While Zelensky’s comments may prove overly optimistic, there is little reason to doubt that the Biden presidency will be good for Ukraine. The incoming president knows the country, and he understands both the value of a stable and successful Ukraine for U.S. interests in Europe and the challenges posed to Ukraine and the West by Russia. That might—might, not will, but might—help break the logjam on the stalemated Donbas conflict, which Zelensky of course would welcome. Perhaps less welcome to the Ukrainian president may be Biden’s readiness to play hardball to press Kyiv to take needed but politically difficult reform and anti-corruption steps. Ukraine’s success as a liberal democracy depends not just on ending its conflict with Russia but also on combating corruption and advancing still necessary economic reforms.

U.S.-Ukraine Relations under Trump

In one sense, U.S. policy toward Ukraine during the Trump administration had its strengths. It continued political and military support for Kyiv, including the provision of lethal military assistance that the Obama administration had been unwilling to provide. It maintained and strengthened Ukraine-related sanctions on Russia. And it took further steps to bolster the U.S. and NATO military presence in central European states on Ukraine’s western border.

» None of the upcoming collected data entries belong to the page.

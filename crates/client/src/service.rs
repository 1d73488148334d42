//! The seam between job orchestration and the HTTP transport.
//!
//! [`SubmissionController`](crate::submission::SubmissionController) and
//! [`StatusPoller`](crate::poller::StatusPoller) only need to create and
//! read workflows, so they depend on this trait rather than on
//! [`ServiceApi`](crate::api::ServiceApi) directly.

use async_trait::async_trait;

use cellflow_core::workflow::WorkflowRecord;
use cellflow_core::workflow_spec::SubmitRequest;

use crate::api::ServiceApiError;

#[async_trait]
pub trait WorkflowService: Send + Sync {
    /// Create a workflow and return its service-assigned id.
    async fn create_workflow(&self, request: &SubmitRequest) -> Result<String, ServiceApiError>;

    /// Fetch the current snapshot of a workflow.
    async fn fetch_workflow(&self, workflow_id: &str) -> Result<WorkflowRecord, ServiceApiError>;
}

However, Donald Trump never seemed committed to his administration’s policy. His primary engagement on Ukraine was his bid to extort Kyiv into manufacturing derogatory information on his Democratic opponent, a bid that led to his impeachment.[2] Beyond that, Trump showed no interest in the country and consistently refused to criticize Vladimir Putin, who has inflicted more than six years of low-intensity war on Ukraine.

The Biden presidency will end this dichotomy in Washington’s approach to Kyiv. The president and his administration will align on policy. That new predictability will mean that Ukrainian officials no longer have to worry about late night presidential tweets or the subjugation of U.S. policy interests to the president’s personal political vendettas.

Two Challenges Confronting Ukraine

As Biden takes office, two principal challenges confront Ukraine. The conflict with Russia poses the first.[3] In March 2014, in the aftermath of the Maidan Revolution, Russian military forces seized Crimea. Weeks later, Russian security forces instigated a conflict in Donbas, masked poorly as a “separatist” uprising. The Kremlin provided leadership, funding, heavy weapons, ammunition, other supplies and, when necessary, regular units of the Russian army. Now in its seventh year, that conflict has claimed the lives of some 13,000 people.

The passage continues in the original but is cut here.